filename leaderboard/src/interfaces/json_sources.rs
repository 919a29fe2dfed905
use crate::core::participant::Participant;
use crate::core::snapshot::Snapshot;
use crate::interfaces::collaborators::{ParticipantRegistry, TimingFeed};
use anyhow::Context;
use std::collections::HashMap;
use std::fs::OpenOptions;
use std::path::{Path, PathBuf};

/// JsonRegistry reads rosters from a JSON file mapping race ids to participant lists. The file
/// is re-read on every call so edits show up in the next batch.
#[derive(Debug, Clone)]
pub struct JsonRegistry {
    path: PathBuf,
}

impl JsonRegistry {
    pub fn new(path: &Path) -> JsonRegistry {
        JsonRegistry {
            path: path.to_path_buf(),
        }
    }
}

impl ParticipantRegistry for JsonRegistry {
    fn list_participants(&self, race_id: &str) -> anyhow::Result<Vec<Participant>> {
        let fh = OpenOptions::new()
            .read(true)
            .open(&self.path)
            .context(format!("Failed to open roster file {}!", self.path.display()))?;
        let mut rosters: HashMap<String, Vec<Participant>> = serde_json::from_reader(&fh)
            .context(format!("Failed to parse roster file {}!", self.path.display()))?;

        rosters.remove(race_id).ok_or_else(|| {
            anyhow::anyhow!(
                "Race {} is not listed in roster file {}",
                race_id,
                self.path.display()
            )
        })
    }
}

/// JsonFeed serves snapshots from a directory holding one `<bib_or_name>.json` file per
/// participant, e.g. as dumped by a scraper.
#[derive(Debug, Clone)]
pub struct JsonFeed {
    dir: PathBuf,
}

impl JsonFeed {
    pub fn new(dir: &Path) -> JsonFeed {
        JsonFeed {
            dir: dir.to_path_buf(),
        }
    }

    fn snapshot_path(&self, participant: &Participant) -> anyhow::Result<PathBuf> {
        let key = participant.bib_or_name.trim();
        if key.is_empty() || key.contains(['/', '\\']) || key.starts_with('.') {
            anyhow::bail!("Unusable feed key {:?} for participant {}", key, participant.id);
        }
        Ok(self.dir.join(format!("{}.json", key)))
    }
}

impl TimingFeed for JsonFeed {
    fn fetch_snapshot(&self, participant: &Participant) -> anyhow::Result<Snapshot> {
        let path = self.snapshot_path(participant)?;
        let fh = OpenOptions::new()
            .read(true)
            .open(&path)
            .context(format!("Failed to open snapshot file {}!", path.display()))?;
        let mut snapshot: Snapshot = serde_json::from_reader(&fh)
            .context(format!("Failed to parse snapshot file {}!", path.display()))?;

        if snapshot.source_url.is_none() {
            snapshot.source_url = Some(path.to_string_lossy().into_owned());
        }
        Ok(snapshot)
    }
}
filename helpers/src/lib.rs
pub mod general;
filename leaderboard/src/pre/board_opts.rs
use clap::Parser;
use std::path::PathBuf;

#[derive(Debug, Parser, Clone)]
#[clap(
    version = "0.1.0",
    name = "leaderboard-cli",
    about = "Live leaderboard for endurance races, polled from a timing feed"
)]
pub struct BoardOpts {
    // FLAGS ---------------------------------------------------------------------------------------
    /// Activate debug logging (RUST_LOG takes precedence)
    #[clap(short, long)]
    pub debug: bool,

    /// Run a single batch, write the exports and exit
    #[clap(short, long)]
    pub once: bool,

    // OPTIONS -------------------------------------------------------------------------------------
    /// Set path to the board parameter file
    #[clap(short, long = "parfile")]
    pub parfile_path: PathBuf,

    /// Override the refresh interval in seconds, must be at least 5
    #[clap(short, long)]
    pub interval: Option<u64>,

    /// Override the race to poll
    #[clap(short, long)]
    pub race: Option<String>,

    /// Write the leaderboard as CSV to this path after every published batch
    #[clap(short, long)]
    pub export: Option<PathBuf>,

    /// Write the leaderboard as JSON to this path after every published batch
    #[clap(short, long)]
    pub json: Option<PathBuf>,
}
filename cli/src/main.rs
use anyhow::Context;
use clap::Parser;
use leaderboard::core::poll_scheduler::{BatchOutcome, PollScheduler};
use leaderboard::interfaces::json_sources::{JsonFeed, JsonRegistry};
use leaderboard::post::export::write_csv_to_file;
use leaderboard::post::ranked_view::RankedView;
use leaderboard::pre::board_opts::BoardOpts;
use leaderboard::pre::read_board_pars::load_board_pars;
use std::sync::Arc;
use std::time::Instant;

fn init_logging(debug: bool) {
    let default_level = if debug { "debug" } else { "info" };
    env_logger::Builder::from_env(env_logger::Env::default().default_filter_or(default_level))
        .format_timestamp_secs()
        .init();
}

/// show_view prints the leaderboard and writes the requested export files.
fn show_view(view: &RankedView, opts: &BoardOpts) -> anyhow::Result<()> {
    print!("{}", view.standings_text()?);

    if let Some(path) = &opts.export {
        let written = write_csv_to_file(view, path)
            .context(format!("Failed to write CSV export {}!", path.display()))?;
        log::info!("CSV export written to {}", written);
    }
    if let Some(path) = &opts.json {
        let written = view
            .write_json(path)
            .context(format!("Failed to write JSON export {}!", path.display()))?;
        log::info!("JSON export written to {}", written);
    }
    Ok(())
}

fn main() -> anyhow::Result<()> {
    // PRE-PROCESSING ------------------------------------------------------------------------------
    // get board options from the command line arguments
    let opts: BoardOpts = BoardOpts::parse();
    init_logging(opts.debug);

    // get board parameters
    log::info!("Reading board parameters from {:?}", opts.parfile_path);
    let pars = load_board_pars(&opts)?;

    let registry = Arc::new(JsonRegistry::new(&pars.roster_path));
    let feed = Arc::new(JsonFeed::new(&pars.feed_dir));
    let mut scheduler = PollScheduler::new(registry, feed).with_max_backoff(pars.max_backoff());

    // EXECUTION -----------------------------------------------------------------------------------
    if opts.once {
        // SINGLE BATCH - no timer, exit after the exports are written
        let t_start = Instant::now();
        let outcome = scheduler
            .switch_race(&pars.race_id)?
            .join()
            .map_err(|_| anyhow::anyhow!("Batch thread panicked!"))??;
        log::info!("Execution time: {}ms", t_start.elapsed().as_millis());

        match outcome {
            BatchOutcome::Published(view) => show_view(&view, &opts)?,
            other => anyhow::bail!("Batch did not publish a leaderboard: {:?}", other),
        }
    } else {
        // LIVE - print and export every published leaderboard until interrupted
        let updates = scheduler.subscribe();
        let _first_batch = scheduler.start(&pars.race_id, pars.interval())?;

        loop {
            let view = updates
                .recv()
                .context("Scheduler stopped publishing leaderboards!")?;
            show_view(&view, &opts)?;
        }
    }

    Ok(())
}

= = = = = = =

*WHAT THIS TASK INVOLVES*: The expected output is every record, repeated exactly.

*ANSWER TO THE PROBLEM*:
filename leaderboard/src/interfaces/json_sources.rs
repository 919a29fe2dfed905
use crate::core::participant::Participant;
use crate::core::snapshot::Snapshot;
use crate::interfaces::collaborators::{ParticipantRegistry, TimingFeed};
use anyhow::Context;
use std::collections::HashMap;
use std::fs::OpenOptions;
use std::path::{Path, PathBuf};

/// JsonRegistry reads rosters from a JSON file mapping race ids to participant lists. The file
/// is re-read on every call so edits show up in the next batch.
#[derive(Debug, Clone)]
pub struct JsonRegistry {
    path: PathBuf,
}

impl JsonRegistry {
    pub fn new(path: &Path) -> JsonRegistry {
        JsonRegistry {
            path: path.to_path_buf(),
        }
    }
}

impl ParticipantRegistry for JsonRegistry {
    fn list_participants(&self, race_id: &str) -> anyhow::Result<Vec<Participant>> {
        let fh = OpenOptions::new()
            .read(true)
            .open(&self.path)
            .context(format!("Failed to open roster file {}!", self.path.display()))?;
        let mut rosters: HashMap<String, Vec<Participant>> = serde_json::from_reader(&fh)
            .context(format!("Failed to parse roster file {}!", self.path.display()))?;

        rosters.remove(race_id).ok_or_else(|| {
            anyhow::anyhow!(
                "Race {} is not listed in roster file {}",
                race_id,
                self.path.display()
            )
        })
    }
}

/// JsonFeed serves snapshots from a directory holding one `<bib_or_name>.json` file per
/// participant, e.g. as dumped by a scraper.
#[derive(Debug, Clone)]
pub struct JsonFeed {
    dir: PathBuf,
}

impl JsonFeed {
    pub fn new(dir: &Path) -> JsonFeed {
        JsonFeed {
            dir: dir.to_path_buf(),
        }
    }

    fn snapshot_path(&self, participant: &Participant) -> anyhow::Result<PathBuf> {
        let key = participant.bib_or_name.trim();
        if key.is_empty() || key.contains(['/', '\\']) || key.starts_with('.') {
            anyhow::bail!("Unusable feed key {:?} for participant {}", key, participant.id);
        }
        Ok(self.dir.join(format!("{}.json", key)))
    }
}

impl TimingFeed for JsonFeed {
    fn fetch_snapshot(&self, participant: &Participant) -> anyhow::Result<Snapshot> {
        let path = self.snapshot_path(participant)?;
        let fh = OpenOptions::new()
            .read(true)
            .open(&path)
            .context(format!("Failed to open snapshot file {}!", path.display()))?;
        let mut snapshot: Snapshot = serde_json::from_reader(&fh)
            .context(format!("Failed to parse snapshot file {}!", path.display()))?;

        if snapshot.source_url.is_none() {
            snapshot.source_url = Some(path.to_string_lossy().into_owned());
        }
        Ok(snapshot)
    }
}
filename helpers/src/lib.rs
pub mod general;
filename leaderboard/src/pre/board_opts.rs
use clap::Parser;
use std::path::PathBuf;

#[derive(Debug, Parser, Clone)]
#[clap(
    version = "0.1.0",
    name = "leaderboard-cli",
    about = "Live leaderboard for endurance races, polled from a timing feed"
)]
pub struct BoardOpts {
    // FLAGS ---------------------------------------------------------------------------------------
    /// Activate debug logging (RUST_LOG takes precedence)
    #[clap(short, long)]
    pub debug: bool,

    /// Run a single batch, write the exports and exit
    #[clap(short, long)]
    pub once: bool,

    // OPTIONS -------------------------------------------------------------------------------------
    /// Set path to the board parameter file
    #[clap(short, long = "parfile")]
    pub parfile_path: PathBuf,

    /// Override the refresh interval in seconds, must be at least 5
    #[clap(short, long)]
    pub interval: Option<u64>,

    /// Override the race to poll
    #[clap(short, long)]
    pub race: Option<String>,

    /// Write the leaderboard as CSV to this path after every published batch
    #[clap(short, long)]
    pub export: Option<PathBuf>,

    /// Write the leaderboard as JSON to this path after every published batch
    #[clap(short, long)]
    pub json: Option<PathBuf>,
}
filename cli/src/main.rs
use anyhow::Context;
use clap::Parser;
use leaderboard::core::poll_scheduler::{BatchOutcome, PollScheduler};
use leaderboard::interfaces::json_sources::{JsonFeed, JsonRegistry};
use leaderboard::post::export::write_csv_to_file;
use leaderboard::post::ranked_view::RankedView;
use leaderboard::pre::board_opts::BoardOpts;
use leaderboard::pre::read_board_pars::load_board_pars;
use std::sync::Arc;
use std::time::Instant;

fn init_logging(debug: bool) {
    let default_level = if debug { "debug" } else { "info" };
    env_logger::Builder::from_env(env_logger::Env::default().default_filter_or(default_level))
        .format_timestamp_secs()
        .init();
}

/// show_view prints the leaderboard and writes the requested export files.
fn show_view(view: &RankedView, opts: &BoardOpts) -> anyhow::Result<()> {
    print!("{}", view.standings_text()?);

    if let Some(path) = &opts.export {
        let written = write_csv_to_file(view, path)
            .context(format!("Failed to write CSV export {}!", path.display()))?;
        log::info!("CSV export written to {}", written);
    }
    if let Some(path) = &opts.json {
        let written = view
            .write_json(path)
            .context(format!("Failed to write JSON export {}!", path.display()))?;
        log::info!("JSON export written to {}", written);
    }
    Ok(())
}

fn main() -> anyhow::Result<()> {
    // PRE-PROCESSING ------------------------------------------------------------------------------
    // get board options from the command line arguments
    let opts: BoardOpts = BoardOpts::parse();
    init_logging(opts.debug);

    // get board parameters
    log::info!("Reading board parameters from {:?}", opts.parfile_path);
    let pars = load_board_pars(&opts)?;

    let registry = Arc::new(JsonRegistry::new(&pars.roster_path));
    let feed = Arc::new(JsonFeed::new(&pars.feed_dir));
    let mut scheduler = PollScheduler::new(registry, feed).with_max_backoff(pars.max_backoff());

    // EXECUTION -----------------------------------------------------------------------------------
    if opts.once {
        // SINGLE BATCH - no timer, exit after the exports are written
        let t_start = Instant::now();
        let outcome = scheduler
            .switch_race(&pars.race_id)?
            .join()
            .map_err(|_| anyhow::anyhow!("Batch thread panicked!"))??;
        log::info!("Execution time: {}ms", t_start.elapsed().as_millis());

        match outcome {
            BatchOutcome::Published(view) => show_view(&view, &opts)?,
            other => anyhow::bail!("Batch did not publish a leaderboard: {:?}", other),
        }
    } else {
        // LIVE - print and export every published leaderboard until interrupted
        let updates = scheduler.subscribe();
        let _first_batch = scheduler.start(&pars.race_id, pars.interval())?;

        loop {
            let view = updates
                .recv()
                .context("Scheduler stopped publishing leaderboards!")?;
            show_view(&view, &opts)?;
        }
    }

    Ok(())
}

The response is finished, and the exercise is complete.